Intervention de Gilles Moëc

Commission des finances, du contrôle budgétaire et des comptes économiques de la nation — Réunion du 8 février 2012 : 1ère réunion
Avenir de la zone euro : vers un rôle plus actif de la banque centrale européenne bce — Table ronde

Gilles Moëc, chef économiste à la Deutsche Bank :

Vous faites référence à des propos tenus notamment par Hans-Werner Sinn, président de l'Institut für Wirtschaftsforschung de Munich (IFO). Cette hypothèse autour de TARGET 2, avec l'idée d'une accumulation d'une dette de la part des autres États membres vis-à-vis de la Bundesbank, est très répandue en Allemagne, y compris auprès de la presse grand public, comme la Bild qui y fait souvent référence.

Il y a là une erreur : TARGET 2 n'augmente pas l'exposition de l'Allemagne à la dette des États périphériques. En réalité, TARGET 2 organise une substitution aux investisseurs privés, qui se retirent de la dette de ces États, par des financements de la Bundesbank. Ce n'est pas douloureux pour l'Allemagne et ne crée aucune tension sur le système financier allemand, dans la mesure où l'on conserve le fonctionnement actuel, qui est illimité. Hans-Werner Sinn voudrait que l'on limite ces financements TARGET 2, ce qui précisément bloquerait la situation.

On a donc un système plus solide et plus solidaire qu'on le croit.

J'en viens au troisième point de mon exposé. La BCE a donc pu éviter l'explosion du système, mais est-ce que cela suffit à résoudre la crise souveraine à long terme ? Probablement pas, et ce n'est pas sa mission.

Les investisseurs ont principalement besoin d'être rassurés sur la logique de la politique menée. Or, la logique n'a pas toujours été au rendez-vous. Plusieurs erreurs ont été commises.

La première erreur concerne le FESF. Le temps perdu à sa mise en place a été catastrophique. Il s'agit d'un système cumulatif, dans lequel des montants raisonnables auraient été suffisants s'ils avaient été disponibles immédiatement. N'ayant été disponibles que tardivement, ils ont dû être augmentés, ce qui accentuait la pression politique sur les États. Les États ont ainsi donné le sentiment de courir après les marchés.

La deuxième erreur est qu'il ne sert à rien d'attirer l'attention des investisseurs sur des problèmes lorsqu'on ne se donne pas les moyens de les régler. Ce n'est pas le chemin suivi avec les tests de résistance. Il y avait une bonne intention, celle d'identifier l'exposition des uns et des autres aux dettes souveraines. Mais si l'on met en évidence des besoins en capital, il faut se donner les moyens d'y faire face. Or, le FESF, qui doit notamment servir à cela, n'avait pas les moyens de répondre à ce problème. C'est l'une des raisons pour lesquelles le programme de LTRO à trois ans est à ce point crucial, car il a permis de rassurer les marchés sur le fait que le système bancaire n'allait pas exploser, par manque de liquidités, en 2012 (600 milliards de dette bancaire devant arriver à maturité cette année).

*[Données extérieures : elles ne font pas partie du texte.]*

//! Common time helpers for knock_core.

use std::time::Duration;

use crate::config::TimingCfg;

/// Number of microseconds in one second.
pub const MICROS_PER_SEC: u64 = 1_000_000;

/// Duration in whole microseconds, saturating at `u64::MAX`.
#[inline]
pub fn duration_us(d: Duration) -> u64 {
    u64::try_from(d.as_micros()).unwrap_or(u64::MAX)
}

/// Nominal length of one cycle: every window plus the LED and pacing delays.
#[inline]
pub fn cycle_period(timing: &TimingCfg, channels: usize) -> Duration {
    let windows = timing.window.saturating_mul(u32::try_from(channels).unwrap_or(u32::MAX));
    windows
        .saturating_add(timing.heartbeat)
        .saturating_add(timing.cycle_delay)
}

/// Nominal sampling rate implied by `cycle_period`, in Hz.
#[inline]
pub fn cycle_rate_hz(timing: &TimingCfg, channels: usize) -> f64 {
    let us = duration_us(cycle_period(timing, channels)).max(1);
    MICROS_PER_SEC as f64 / us as f64
}
//! CLI argument definitions and shared statics.

use clap::{ArgAction, Parser, Subcommand, ValueEnum};
use std::path::PathBuf;
use std::sync::OnceLock;

pub static FILE_GUARD: OnceLock<tracing_appender::non_blocking::WorkerGuard> = OnceLock::new();
/// Whether the user asked for JSON output (controls structured error output).
pub static JSON_MODE: OnceLock<bool> = OnceLock::new();

#[derive(Parser, Debug)]
#[command(name = "knock", version, about = "Knock sensor SPU monitor")]
pub struct Cli {
    /// Path to config TOML (typed)
    #[arg(long, value_name = "FILE", default_value = "etc/knock_config.toml")]
    pub config: PathBuf,

    /// Log as JSON lines instead of pretty
    #[arg(long, action = ArgAction::SetTrue)]
    pub json: bool,

    /// Console log level (error|warn|info|debug|trace)
    #[arg(long = "log-level", value_name = "LEVEL", default_value = "info")]
    pub log_level: String,

    /// Command to execute
    #[command(subcommand)]
    pub cmd: Commands,
}

/// Memory locking mode for real-time operation.
#[derive(Copy, Clone, Debug, Eq, PartialEq, ValueEnum)]
pub enum RtLock {
    /// Do not lock memory
    None,
    /// Lock currently resident pages
    Current,
    /// Lock current and future pages
    All,
}

impl RtLock {
    #[inline]
    pub fn os_default() -> Self {
        #[cfg(target_os = "linux")]
        {
            return RtLock::Current;
        }
        #[allow(unreachable_code)]
        RtLock::None
    }
}

#[derive(Subcommand, Debug)]
pub enum Commands {
    /// Program the SPU and print knock levels until interrupted
    Run {
        /// Stop after this many cycles (default: run until Ctrl-C)
        #[arg(long, value_name = "N")]
        cycles: Option<u64>,
        /// Print measurement window timing stats on exit
        #[arg(long, action = ArgAction::SetTrue)]
        stats: bool,
        /// Enable real-time mode (SCHED_FIFO, affinity, mlockall)
        #[arg(
            long,
            action = ArgAction::SetTrue,
            long_help = "Enable real-time mode on Linux.\n\nAttempts SCHED_FIFO priority, pins to one CPU, and calls mlockall so the measurement window busy-wait is not preempted or paged out. Usually needs root or CAP_SYS_NICE / CAP_IPC_LOCK."
        )]
        rt: bool,
        /// Real-time priority for SCHED_FIFO (1..=max)
        #[arg(long, value_name = "PRIO")]
        rt_prio: Option<i32>,
        /// Select memory locking mode for --rt: none, current, or all
        #[arg(long, value_enum, value_name = "MODE")]
        rt_lock: Option<RtLock>,
        /// CPU index to pin the process to under --rt (default 0)
        #[arg(long, value_name = "CPU")]
        rt_cpu: Option<usize>,
    },
    /// Program the SPU once, take one reading per channel, report and exit
    SelfCheck,
}
use assert_cmd::prelude::*;
use predicates::prelude::*;
use rstest::rstest;
use std::fs;
use std::path::{Path, PathBuf};
use std::process::Command;
use tempfile::tempdir;

// Minimal valid config with no pacing delays so sim runs finish quickly.
fn write_config(dir: &Path, extra: &str) -> PathBuf {
    let toml = format!(
        r#"
[pins]
# pins are unused by the sim backend but must be present
spu_cs = 8
hold = 23
test = 24
status_led = 17
limit_led = 27

[timing]
window_us = 500
heartbeat_ms = 0
cycle_delay_ms = 0
{extra}
"#
    );
    let path = dir.join("knock.toml");
    fs::write(&path, toml).unwrap();
    path
}

fn knock(cfg: &Path) -> Command {
    let mut cmd = Command::cargo_bin("knock_cli").unwrap();
    cmd.arg("--config").arg(cfg);
    cmd
}

#[rstest]
#[case("1023,1023", "Channel 1: 100% - Channel 2: 100%")]
#[case("0,0", "Channel 1: 0% - Channel 2: 0%")]
#[case("100,900", "Channel 1: 9% - Channel 2: 87%")]
fn run_prints_one_line_per_cycle(#[case] levels: &str, #[case] line: &str) {
    let dir = tempdir().unwrap();
    let cfg = write_config(dir.path(), "");
    let out = knock(&cfg)
        .env("KNOCK_TEST_SIM_RAW", levels)
        .args(["run", "--cycles", "2"])
        .assert()
        .success()
        .get_output()
        .stdout
        .clone();
    let text = String::from_utf8(out).unwrap();
    assert_eq!(text.lines().filter(|l| *l == line).count(), 2);
    // register writes are echoed before the first reading
    assert!(text.starts_with("SPU prescaler <- 0b01000100"));
}

#[rstest]
fn single_channel_mode_uses_the_level_line() {
    let dir = tempdir().unwrap();
    let cfg = write_config(dir.path(), "[spu]\nchannels = 1\n");
    knock(&cfg)
        .env("KNOCK_TEST_SIM_RAW", "818,0")
        .args(["run", "--cycles", "1"])
        .assert()
        .success()
        .stdout(predicate::str::contains("SPU KNOCK LEVEL: 79%"))
        .stdout(predicate::str::contains("Channel 2").not());
}

#[rstest]
fn run_appends_to_the_knock_log() {
    let dir = tempdir().unwrap();
    let log = dir.path().join("knock.txt");
    let cfg = write_config(
        dir.path(),
        &format!("[storage]\nlog_path = '{}'\n", log.display()),
    );
    knock(&cfg)
        .env("KNOCK_TEST_SIM_RAW", "1023,0")
        .args(["run", "--cycles", "3"])
        .assert()
        .success();
    let text = fs::read_to_string(&log).unwrap();
    assert_eq!(text.lines().count(), 3);
    assert!(text.lines().all(|l| l == "Channel 1: 100% - Channel 2: 0%"));
}

#[rstest]
fn unavailable_storage_is_reported_once_and_the_run_continues() {
    let dir = tempdir().unwrap();
    let log = dir.path().join("missing").join("knock.txt");
    let cfg = write_config(
        dir.path(),
        &format!("[storage]\nlog_path = '{}'\n", log.display()),
    );
    let out = knock(&cfg)
        .env("KNOCK_TEST_SIM_RAW", "10,20")
        .args(["run", "--cycles", "2"])
        .assert()
        .success()
        .get_output()
        .stdout
        .clone();
    let text = String::from_utf8(out).unwrap();
    assert_eq!(text.matches("logging disabled").count(), 1);
    assert_eq!(text.lines().filter(|l| l.starts_with("Channel 1:")).count(), 2);
    assert!(!log.exists());
}

#[rstest]
#[case("[spu]\nchannels = 3\n", "spu.channels")]
#[case("[timing]\nwindow_us = 0\n", "timing.window_us")]
fn invalid_config_exits_with_code_2(#[case] extra: &str, #[case] needle: &str) {
    let dir = tempdir().unwrap();
    let path = dir.path().join("bad.toml");
    fs::write(
        &path,
        format!("[pins]\nspu_cs = 8\nhold = 23\nstatus_led = 17\nlimit_led = 27\n{extra}"),
    )
    .unwrap();
    knock(&path)
        .args(["run", "--cycles", "1"])
        .assert()
        .code(2)
        .stderr(predicate::str::contains(needle));
}

#[rstest]
fn missing_config_file_exits_with_code_2() {
    let dir = tempdir().unwrap();
    knock(&dir.path().join("nope.toml"))
        .arg("self-check")
        .assert()
        .code(2)
        .stderr(predicate::str::contains("read config"));
}

#[rstest]
fn json_errors_are_structured() {
    let dir = tempdir().unwrap();
    let path = dir.path().join("bad.toml");
    fs::write(&path, "[spu]\nchannels = 1\n").unwrap();
    let out = knock(&path)
        .args(["--json", "self-check"])
        .assert()
        .code(2)
        .get_output()
        .stderr
        .clone();
    let text = String::from_utf8(out).unwrap();
    let last = text.lines().last().unwrap();
    let v: serde_json::Value = serde_json::from_str(last).unwrap();
    assert_eq!(v["exit_code"], 2);
    assert_eq!(v["reason"], "Config");
}

#[rstest]
fn self_check_reports_ok() {
    let dir = tempdir().unwrap();
    let cfg = write_config(dir.path(), "");
    knock(&cfg)
        .env("KNOCK_TEST_SIM_RAW", "512")
        .arg("self-check")
        .assert()
        .success()
        .stdout(predicate::str::contains("self-check ok: 4 registers written"));
}

#[rstest]
fn stats_summarise_the_windows() {
    let dir = tempdir().unwrap();
    let cfg = write_config(dir.path(), "");
    knock(&cfg)
        .env("KNOCK_TEST_SIM_RAW", "300,400")
        .args(["run", "--cycles", "2", "--stats"])
        .assert()
        .success()
        .stdout(predicate::str::contains("stats: cycles=2 failed=0 windows=4"));
}

#[rstest]
#[case(&["--help"], "Usage:")]
#[case(&["run", "--help"], "--cycles")]
fn help_is_available(#[case] args: &[&str], #[case] needle: &str) {
    Command::cargo_bin("knock_cli")
        .unwrap()
        .args(args)
        .assert()
        .success()
        .stdout(predicate::str::contains(needle));
}
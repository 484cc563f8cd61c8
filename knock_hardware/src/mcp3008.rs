//! MCP3008 10-bit ADC framing, plus the rppal-backed reader.
//!
//! The SPU holds its integrator output on a pin that the host cannot sample
//! directly, so an MCP3008 sits between them. One conversion is a 3-byte
//! exchange: start bit, single-ended channel select, then 10 result bits.

use crate::error::{HwError, Result};

/// Highest code a 10-bit conversion can return.
pub const MAX_CODE: u16 = 1023;

/// Build the request frame for a single-ended conversion on `channel`.
pub fn request_frame(channel: u8) -> Result<[u8; 3]> {
    if channel > 7 {
        return Err(HwError::AdcChannel(channel));
    }
    Ok([0x01, (0x08 | channel) << 4, 0x00])
}

/// Extract the 10-bit result from a response frame.
#[inline]
pub fn decode_frame(rx: [u8; 3]) -> u16 {
    (u16::from(rx[1] & 0x03) << 8) | u16::from(rx[2])
}

#[cfg(feature = "hardware")]
pub use reader::Mcp3008;

#[cfg(feature = "hardware")]
mod reader {
    use super::{decode_frame, request_frame};
    use crate::error::{HwError, Result};
    use rppal::spi::{Bus, Mode, SlaveSelect, Spi};
    use tracing::trace;

    pub struct Mcp3008 {
        spi: Spi,
        channel: u8,
    }

    impl Mcp3008 {
        pub fn new(bus: Bus, ss: SlaveSelect, clock_hz: u32, channel: u8) -> Result<Self> {
            // validate once so sample() cannot fail on framing
            request_frame(channel)?;
            let spi = Spi::new(bus, ss, clock_hz, Mode::Mode0)
                .map_err(|e| HwError::Spi(format!("open mcp3008: {e}")))?;
            Ok(Self { spi, channel })
        }

        pub fn read(&mut self) -> Result<u16> {
            let tx = request_frame(self.channel)?;
            let mut rx = [0u8; 3];
            self.spi
                .transfer(&mut rx, &tx)
                .map_err(|e| HwError::Spi(format!("mcp3008 transfer: {e}")))?;
            let code = decode_frame(rx);
            trace!(channel = self.channel, code, "mcp3008 conversion");
            Ok(code)
        }
    }

    impl knock_traits::AnalogInput for Mcp3008 {
        fn sample(&mut self) -> std::result::Result<u16, knock_traits::HwError> {
            Ok(self.read()?)
        }
    }
}

#[cfg(test)]
mod tests {
    use super::*;

    #[test]
    fn request_frame_selects_single_ended_channel() {
        assert_eq!(request_frame(0).unwrap(), [0x01, 0x80, 0x00]);
        assert_eq!(request_frame(7).unwrap(), [0x01, 0xF0, 0x00]);
    }

    #[test]
    fn decode_masks_leading_garbage() {
        assert_eq!(decode_frame([0xFF, 0xFF, 0xFF]), MAX_CODE);
        assert_eq!(decode_frame([0x00, 0xFC, 0x00]), 0);
        assert_eq!(decode_frame([0x00, 0x02, 0x05]), 517);
    }
}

La seconde justification de la LTRO à trois ans était implicitement l'espoir que les banques reviennent sur le marché souverain. Il s'agit là cependant d'une décision individuelle des banques. En Espagne, elles ont rapidement et massivement réagi en revenant sur le marché souverain. En revanche en Italie, les banques italiennes ont d'abord demandé à être rassurées sur leur exposition au risque souverain, suite à l'expérience des tests de résistance. Cette inquiétude italienne a été levée quand M. Draghi a indiqué qu'il n'y aurait pas de nouveaux tests de résistance en 2012.

Cependant, la solution de la crise souveraine dépend essentiellement des Etats eux-mêmes. Même si la LTRO à trois ans a constitué un choc qui a rassuré les investisseurs sur la viabilité et la pérennité de l'union monétaire, « la preuve est dans le pudding » : l'Italie continuera à voir ses écarts de taux s'améliorer si elle parvient à faire ce que les marchés attendent, c'est-à-dire non pas réduire ses déficits, mais mettre en place des réformes structurelles qui relancent la croissance et rendent la dette italienne soutenable à long terme. Cela ne saurait dépendre de la BCE.

Que peut faire la BCE si tout échoue, c'est-à-dire si, après les premiers effets positifs de la LTRO à trois ans, on retombe dans certaines ornières politiques en Italie ou en Espagne ? Alors le SMP doit être l'arme de dernier ressort. Sans aucun doute la BCE n'a aucun intérêt à pré-annoncer une intervention massive pour acheter des obligations d'État, mais les marchés fonctionnent sur la conviction implicite que la BCE « ferait le métier » et relancerait le SMP, en cas de crise majeure.